I was actually given advance warning of this listing by the seller, who having seen my original blog entry, kindly gave me first dibs before putting it on the market but given that we’ve just bought and renovated a house, the timing obviously wasn’t quite right.
I remember being quite taken with the houses and the estate when I visited: St Bernards had a very tranquil, European/Swiss vibe to it (not dissimilar to Great Brownings, where we ended up buying) and was beautifully maintained.
The house that has come up for sale is in the sort of condition that I looked for when I was was searching for a mid century property in that it appears to have had some renovations over the years to prevent it from becoming a rundown relic but still has most of its original features intact. The price seems fair as well for a four-bedroom house (though note one of the bedrooms is that slightly odd, windowless “rumpus”).
I’m sure the house will make a wonderful home to another mid century enthusiast – I would advise anyone who is interested to move quickly because it will probably be at least another four years before another one of them becomes available.
15 September 2015
St Bernards, East Croydon CR0
Twenty-one houses, in three hillside terraces, built by Swiss architects Atelier 5 for Wates
Architect: Atelier 5
Year Built: 1969-70
I’ve never been a huge fan of Croydon but I would be willing to move there if I meant that I could live in one of these beautiful little houses.
St Bernards is a group of 21 houses set on three hillside terraces. The development was built by Wates in 1969-70 to a design by the Swiss architects Atelier 5.
I must say that this development didn’t look like all that much from the street. It had a flat roof, was seemingly all on one storey and there were rows and rows of identical dark timber doors, giving it the appearance of a stable block.

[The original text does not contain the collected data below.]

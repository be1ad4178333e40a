//! Local walkthrough host for the session core.
//!
//! Boots a `SessionCore` over a filesystem role cache, replays a scripted
//! sign-in, and prints every redirect and event. Guarded by the `host`
//! feature; real clients embed the library instead.

use anyhow::{Context, Result};
use async_lock::RwLock;
use async_trait::async_trait;
use clap::Parser;
use hestia_app::{
    apply_snapshot, probe_role_existence, switch_to, Navigator, RecordKind, RecordProbe, SessionBridge,
    SessionConfig, SessionCore, SessionDeps, SessionSnapshot, SwitchOffer,
};
use hestia_core::{HestiaError, Identity, IdentityId, LocationGroup, Profile, Role, RoleClaim};
use hestia_effects::FilesystemStorageHandler;
use std::path::PathBuf;
use std::sync::{Arc, Mutex};
use tracing_subscriber::EnvFilter;

/// Replay a sign-in against the session core
#[derive(Debug, Parser)]
#[command(name = "session-host", version)]
struct Args {
    /// Session config file (TOML); defaults apply when omitted
    #[arg(short, long)]
    config: Option<PathBuf>,

    /// Directory holding the role cache
    #[arg(short, long, default_value = "./hestia-data")]
    data_dir: PathBuf,

    /// Role stored on the server profile; omit to simulate a missing profile
    #[arg(short, long)]
    profile_role: Option<String>,

    /// Route shown when the app starts
    #[arg(short, long, default_value = "/(auth)/login")]
    location: String,

    /// Switch to this role after sign-in
    #[arg(short, long)]
    switch_to: Option<Role>,
}

/// Navigator that lands on every redirect immediately.
struct ConsoleNavigator {
    route: Mutex<String>,
}

impl Navigator for ConsoleNavigator {
    fn current_location_group(&self) -> LocationGroup {
        self.route
            .lock()
            .map(|route| LocationGroup::of_route(&route))
            .unwrap_or_default()
    }

    fn redirect_to(&self, route: &str) {
        println!("  navigate -> {route}");
        if let Ok(mut current) = self.route.lock() {
            *current = route.to_string();
        }
    }
}

/// Session source that accepts every switch.
struct ScriptedSession;

#[async_trait]
impl SessionBridge for ScriptedSession {
    async fn switch_active_role(&self, target: Role) -> Result<(), HestiaError> {
        println!("  server: active role set to {target}");
        Ok(())
    }
}

/// Ownership follows the profile role given on the command line.
struct ScriptedRecords {
    owns: Option<Role>,
}

#[async_trait]
impl RecordProbe for ScriptedRecords {
    async fn has_record_owned_by(
        &self,
        _identity: &IdentityId,
        kind: RecordKind,
    ) -> Result<bool, HestiaError> {
        Ok(self.owns.is_some_and(|role| RecordKind::for_role(role) == kind))
    }
}

fn init_tracing() {
    let filter = EnvFilter::try_from_default_env().unwrap_or_else(|_| EnvFilter::new("info"));
    let _ = tracing_subscriber::fmt()
        .with_env_filter(filter)
        .with_target(false)
        .try_init();
}

fn profile_for(claim: &str) -> Profile {
    let mut profile = Profile::new("profile-1", Role::DEFAULT, "Local User");
    profile.role = RoleClaim::parse(claim);
    profile
}

async fn report(core: &Arc<RwLock<SessionCore>>, step: &str) {
    let core = core.read().await;
    println!(
        "[{step}] phase={} guard={:?} view={:?} cached={:?}",
        core.phase(),
        core.guard_state(),
        core.view(),
        core.cached_role()
    );
}

#[tokio::main(flavor = "current_thread")]
async fn main() -> Result<()> {
    init_tracing();
    let args = Args::parse();

    let config = match &args.config {
        Some(path) => SessionConfig::load_from_file(path)
            .with_context(|| format!("loading {}", path.display()))?,
        None => SessionConfig::default(),
    };

    let storage = FilesystemStorageHandler::new(&args.data_dir)
        .with_context(|| format!("opening {}", args.data_dir.display()))?;
    let navigator = Arc::new(ConsoleNavigator {
        route: Mutex::new(args.location.clone()),
    });
    let owns = args
        .profile_role
        .as_deref()
        .and_then(|claim| RoleClaim::parse(claim).valid());

    let deps = SessionDeps {
        session: Arc::new(ScriptedSession),
        probe: Arc::new(ScriptedRecords { owns }),
        navigator,
        storage: Arc::new(storage),
    };
    let core = Arc::new(RwLock::new(SessionCore::bootstrap(config, deps).await?));
    let mut events = core.read().await.subscribe();

    let identity = Identity::new(IdentityId::new_random()).with_email("local@hestia.test");

    apply_snapshot(&core, SessionSnapshot::loading()).await;
    report(&core, "boot").await;

    apply_snapshot(&core, SessionSnapshot::fetching(identity.clone())).await;
    report(&core, "signed in").await;

    let snapshot = match args.profile_role.as_deref() {
        Some(claim) => SessionSnapshot::resolved(identity.clone(), profile_for(claim)),
        None => SessionSnapshot::without_profile(identity.clone()),
    };
    apply_snapshot(&core, snapshot).await;
    report(&core, "profile").await;

    let flags = probe_role_existence(&core).await?;
    for role in Role::all() {
        println!("  switcher: {}", SwitchOffer::for_target(*role, flags).label());
    }

    if let Some(target) = args.switch_to {
        let outcome = switch_to(&core, target).await?;
        println!("  switch: {outcome:?}");
        let confirmed = SessionSnapshot::resolved(
            identity,
            Profile::new("profile-1", target, "Local User"),
        );
        apply_snapshot(&core, confirmed).await;
        report(&core, "switched").await;
    }

    while let Ok(event) = events.try_recv() {
        println!("  event: {event:?}");
    }
    Ok(())
}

It became apparent, however, that this was all part of the design, which was intended to maximise privacy given the high density nature of the housing. Behind each stable-like door was a small enclosed garden with a pergola. There was an inner door to the house which led to a hall with a dining area and kitchen (lit by a skylight) to the left. Ahead was the living area with a balcony and views over woods and hills. On the right, a passage led to a cloakroom and narrow bedroom.
Downstairs (the houses were not one-storey after all), there were two further bedrooms (one of a decent size, the other a bit narrow), which both opened on to another small enclosed garden. There was also a bathroom, a bizarre, windowless ‘rumpus’ (a bunker to comply with Swiss standards) and utility room.
I was fortunate enough to see three different versions of the same house. The first, pictured here, was a beautiful and preserved example of the architect’s original design. I was particularly taken by the ground floor layout which was divided by various pieces of built-in furniture: standing in the dining area at the front of the house, you could look through the built-in open shelving into the kitchen, which opened on the other side into the living room and gardens beyond. The two smaller bedrooms were admittedly a bit corridor-like and the bunker room a bit weird but the overall design and layout more than made up for these shortcomings.
The other two houses had been extensively remodelled by their respective owners, who described ripping out all of the original features in order to replace them with contemporary features such as glass block walls, chrome handrails, halogen spotlights and mirrored mosaic tiling. I nodded politely even though I felt inwardly distressed.
In addition to the small private gardens, the development was surrounded by mature landscaped communal gardens.
I have no idea how much these houses are worth. Reportedly they only tend to come up for sale when someone dies so there’s little chance of me getting my hands on one even if market value is within my price range.